Sales responsiveness is critical to closing deals. Not only does this demonstrate a customer focus to a prospect, but sales can have greater influence in setting the tone of the conversation early on. Prioritization of highly engaged leads has been recognized in the latest iteration of the waterfall model by SiriusDecisions.

Regardless of the operational sophistication, your marketing organization should try to shortcut highly qualified marketing leads through the process to the right sales person. If you haven’t already, developing a buyer’s persona will help anyone in the company understand who is a ‘hot’ lead and make the appropriate handoff.

For the operational side, you can quantify high value prospects, individuals or organizations. If you are using a marketing automation solution, leveraging and tweaking the lead scoring model can provide some level of mass assessment on this front. Also, prioritizing or highlighting the hottest leads from marketing by adjusting the lead views can increase the opportunity for sales to jump early on in a conversation to quickly close deals. These are the small types of adjustments which can improve sales enablement with marketing.

Fewer Clicks

Successful sales reps develop amazing cadence as they work though prospects. Changes to that rhythm become a primary driver for resistance in adopting new processes. Based on my past experience of monitoring prospectors in a demand gen process, sales spends nearly 1-1.5 hours ensuring everything is captured in a CRM system. And that’s even when the CRM is already optimized.

In many cases, marketing integration into the process can add time and effort to follow-up on each lead. Those incremental time additions could make for large negative impacts on sales’ productivity. We’ve seen upwards of 70-80% more time added to the process if not well planned! If you have to add more time and effort per lead for marketing, then deliver less process clicks and greater value clicks such as:

  • Sourcing information that helps sales understand the context for the lead/prospect. Also, marketing can discuss how to continuously improve delivering higher quality leads back to the sales process.
  • Marketing Intelligence which improves relevant conversations and rapport with prospects
  • Automating follow-ups.
  • Dashboarding all information and access to common tasks.
  • Workflows can eliminate more process clicks and deliver greater data consistency.

In any case, watch your reps in action to learn how they engage with prospects and systems before making any operational tweaks.

Marketing Intelligence

For a qualified lead, the better the conversation, the greater chance for an appointment or opportunity. While marketers are rolling out smart content marketing strategies, that energy and focus should apply with sales.
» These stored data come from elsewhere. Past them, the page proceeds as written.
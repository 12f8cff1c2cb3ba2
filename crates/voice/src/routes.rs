//! HTTP surface of the voice pipeline.

use std::path::PathBuf;
use std::sync::Arc;

use axum::extract::{Path, State};
use axum::http::{header, StatusCode};
use axum::response::{IntoResponse, Response};
use axum::routing::{get, post};
use axum::{Json, Router};
use serde::{Deserialize, Serialize};
use serde_json::json;
use thiserror::Error;
use uuid::Uuid;

use crate::speech::{SpeechGenerator, TaskInfo};
use crate::stock::RejectionStock;
use crate::synth::{SynthClient, SynthError};

#[derive(Debug, Error)]
pub enum VoiceError {
    #[error(transparent)]
    Synth(#[from] SynthError),
    #[error("audio not found")]
    AudioNotFound,
    #[error("invalid filename")]
    InvalidFilename,
    #[error("{0}")]
    Internal(#[from] anyhow::Error),
}

impl IntoResponse for VoiceError {
    fn into_response(self) -> Response {
        let status = match &self {
            VoiceError::AudioNotFound => StatusCode::NOT_FOUND,
            VoiceError::InvalidFilename => StatusCode::BAD_REQUEST,
            VoiceError::Synth(_) | VoiceError::Internal(_) => StatusCode::INTERNAL_SERVER_ERROR,
        };
        (status, Json(json!({"detail": self.to_string()}))).into_response()
    }
}

#[derive(Clone)]
pub struct VoiceState {
    pub speech: Arc<SpeechGenerator>,
    pub synth: Arc<SynthClient>,
    pub stock: Arc<RejectionStock>,
    pub audio_dir: PathBuf,
}

pub fn router(state: VoiceState) -> Router {
    Router::new()
        .route("/api/voice/synthesize", post(synthesize))
        .route("/api/voice/announce", post(announce))
        .route("/api/voice/announce_with_completion", post(announce_with_completion))
        .route("/api/voice/feedback/:feedback_type", post(feedback))
        .route("/api/voice/rejection/random", get(rejection_random))
        .route("/api/voice/rejection/status", get(rejection_status))
        .route("/api/voice/rejection/clear", post(rejection_clear))
        .route("/audio/rejections/:filename", get(serve_rejection_audio))
        .route("/audio/:filename", get(serve_audio))
        .with_state(state)
}

// ── payloads ─────────────────────────────────────────────────────────────────

#[derive(Debug, Deserialize)]
struct SynthesizeRequest {
    text: String,
}

#[derive(Debug, Deserialize)]
struct TaskAnnounceRequest {
    task: TaskInfo,
}

#[derive(Debug, Serialize)]
struct VoiceResponse {
    audio_url: String,
    text_generated: String,
    duration_seconds: f64,
}

#[derive(Debug, Serialize)]
struct DualVoiceResponse {
    announcement_audio_url: String,
    announcement_text: String,
    announcement_duration: f64,
    completion_audio_url: String,
    completion_text: String,
    completion_duration: f64,
}

// ── synthesis endpoints ──────────────────────────────────────────────────────

/// Direct text → audio; backs the Brain's `speak` tool.
async fn synthesize(
    State(state): State<VoiceState>,
    Json(request): Json<SynthesizeRequest>,
) -> Result<impl IntoResponse, VoiceError> {
    let _guard = state.stock.begin_request();
    let (url, duration) = render_audio(&state, &request.text, "speak").await?;
    Ok(Json(VoiceResponse {
        audio_url: url,
        text_generated: request.text,
        duration_seconds: duration,
    }))
}

async fn announce(
    State(state): State<VoiceState>,
    Json(request): Json<TaskAnnounceRequest>,
) -> Result<impl IntoResponse, VoiceError> {
    let _guard = state.stock.begin_request();
    let text = state.speech.announcement_text(&request.task).await;
    let (url, duration) = render_audio(&state, &text, "task").await?;
    Ok(Json(VoiceResponse {
        audio_url: url,
        text_generated: text,
        duration_seconds: duration,
    }))
}

/// Announcement + context-aware completion in one call; both are attached
/// to the task so the kiosk can play them without further generation.
async fn announce_with_completion(
    State(state): State<VoiceState>,
    Json(request): Json<TaskAnnounceRequest>,
) -> Result<impl IntoResponse, VoiceError> {
    let _guard = state.stock.begin_request();
    let announcement_text = state.speech.announcement_text(&request.task).await;
    let completion_text = state.speech.completion_text(&request.task).await;

    let (announcement_url, announcement_duration) =
        render_audio(&state, &announcement_text, "task_announce").await?;
    let (completion_url, completion_duration) =
        render_audio(&state, &completion_text, "task_complete").await?;

    Ok(Json(DualVoiceResponse {
        announcement_audio_url: announcement_url,
        announcement_text,
        announcement_duration,
        completion_audio_url: completion_url,
        completion_text,
        completion_duration,
    }))
}

async fn feedback(
    State(state): State<VoiceState>,
    Path(feedback_type): Path<String>,
) -> Result<impl IntoResponse, VoiceError> {
    let _guard = state.stock.begin_request();
    let text = state.speech.feedback_text(&feedback_type).await;
    let (url, duration) = render_audio(&state, &text, "feedback").await?;
    Ok(Json(VoiceResponse {
        audio_url: url,
        text_generated: text,
        duration_seconds: duration,
    }))
}

async fn render_audio(
    state: &VoiceState,
    text: &str,
    prefix: &str,
) -> Result<(String, f64), VoiceError> {
    let audio = state.synth.synthesize(text).await?;
    let filename = format!("{prefix}_{}.mp3", Uuid::new_v4());
    let path = state.audio_dir.join(&filename);
    state.synth.save_audio(&audio, &path).await?;
    Ok((
        format!("/audio/{filename}"),
        SynthClient::estimate_duration(&audio),
    ))
}

// ── rejection stock ──────────────────────────────────────────────────────────

async fn rejection_random(
    State(state): State<VoiceState>,
) -> Result<impl IntoResponse, VoiceError> {
    if let Some(entry) = state.stock.pop_random().await {
        return Ok(Json(json!({
            "audio_url": format!("/audio/rejections/{}", entry.audio_file),
            "text": entry.text,
            "from_stock": true,
        })));
    }

    // Stock is dry: generate one on demand without touching the manifest.
    let _guard = state.stock.begin_request();
    let text = state.speech.rejection_text().await;
    let audio = state.synth.synthesize(&text).await?;
    let filename = format!("rejection_{}.mp3", &Uuid::new_v4().to_string()[..8]);
    let path = state.stock.dir().join(&filename);
    state.synth.save_audio(&audio, &path).await?;
    Ok(Json(json!({
        "audio_url": format!("/audio/rejections/{filename}"),
        "text": text,
        "from_stock": false,
    })))
}

async fn rejection_status(State(state): State<VoiceState>) -> impl IntoResponse {
    Json(json!({
        "stock_count": state.stock.count().await,
        "busy": !state.stock.is_idle(),
    }))
}

async fn rejection_clear(
    State(state): State<VoiceState>,
) -> Result<impl IntoResponse, VoiceError> {
    state.stock.clear().await?;
    Ok(Json(json!({"status": "ok"})))
}

// ── audio file serving ───────────────────────────────────────────────────────

async fn serve_audio(
    State(state): State<VoiceState>,
    Path(filename): Path<String>,
) -> Result<impl IntoResponse, VoiceError> {
    serve_file(state.audio_dir.join(checked_filename(&filename)?)).await
}

async fn serve_rejection_audio(
    State(state): State<VoiceState>,
    Path(filename): Path<String>,
) -> Result<impl IntoResponse, VoiceError> {
    serve_file(state.stock.dir().join(checked_filename(&filename)?)).await
}

fn checked_filename(filename: &str) -> Result<&str, VoiceError> {
    if filename.contains("..") || filename.contains('/') || filename.contains('\\') {
        return Err(VoiceError::InvalidFilename);
    }
    Ok(filename)
}

async fn serve_file(path: PathBuf) -> Result<Response, VoiceError> {
    let bytes = tokio::fs::read(&path)
        .await
        .map_err(|_| VoiceError::AudioNotFound)?;
    Ok(([(header::CONTENT_TYPE, "audio/mpeg")], bytes).into_response())
}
According Corporate Executive Board research, 57% of the buyer’s journey is completed before the buyer talks to sales. If so, then sales would greatly benefit from knowing what and how the buyer has been researching and engaging with their content.

The Sales team are always looking for great information not only about the market, but about their prospects.  For those who leverage marketing automation, many offer the ability to embed or sync visibility of your prospect’s engagement and actions into your CRM. Armed with that intel, reps can deliver a tailored value proposition and conversation relevant to the prospects perspective.

Tool Enablement

Responsiveness factors into the front-end of the B2B sales process. Sales enablement provides the support on the tail-end.

Give your sales reps the ability to ‘drop’ a prospect into a nurturing process. This can be done either through the marketing automation, predictive personalization powered CMS and CRM integration or develop a process to partially automate this. This future follow-up helps ensure no potential prospects fall through the cracks and adds a humanistic determination based on the conversation above and beyond the digital body language.

Marketing and sales technology vendors overlap at many events and outreach efforts. Each group will end up learning more about the other’s options. So, it never hurts to recommend intelligence and enablement tools, such as SalesLoft, Insightpool, Breakoutroom (an investor) and Nudge (beta) for your sales team. It’s a gesture which can both open up the appetite for change as well as greater respect toward alignment.

What else?

As the marketing and sales technology landscape becomes more fragmented and greater in number, it never hurts to hire the right talent or leverage an outside marketing technology firm who can help transform and evolve the total digital customer experience. Besides leads and content, where else have you found Sales productivity improve from marketing operations support?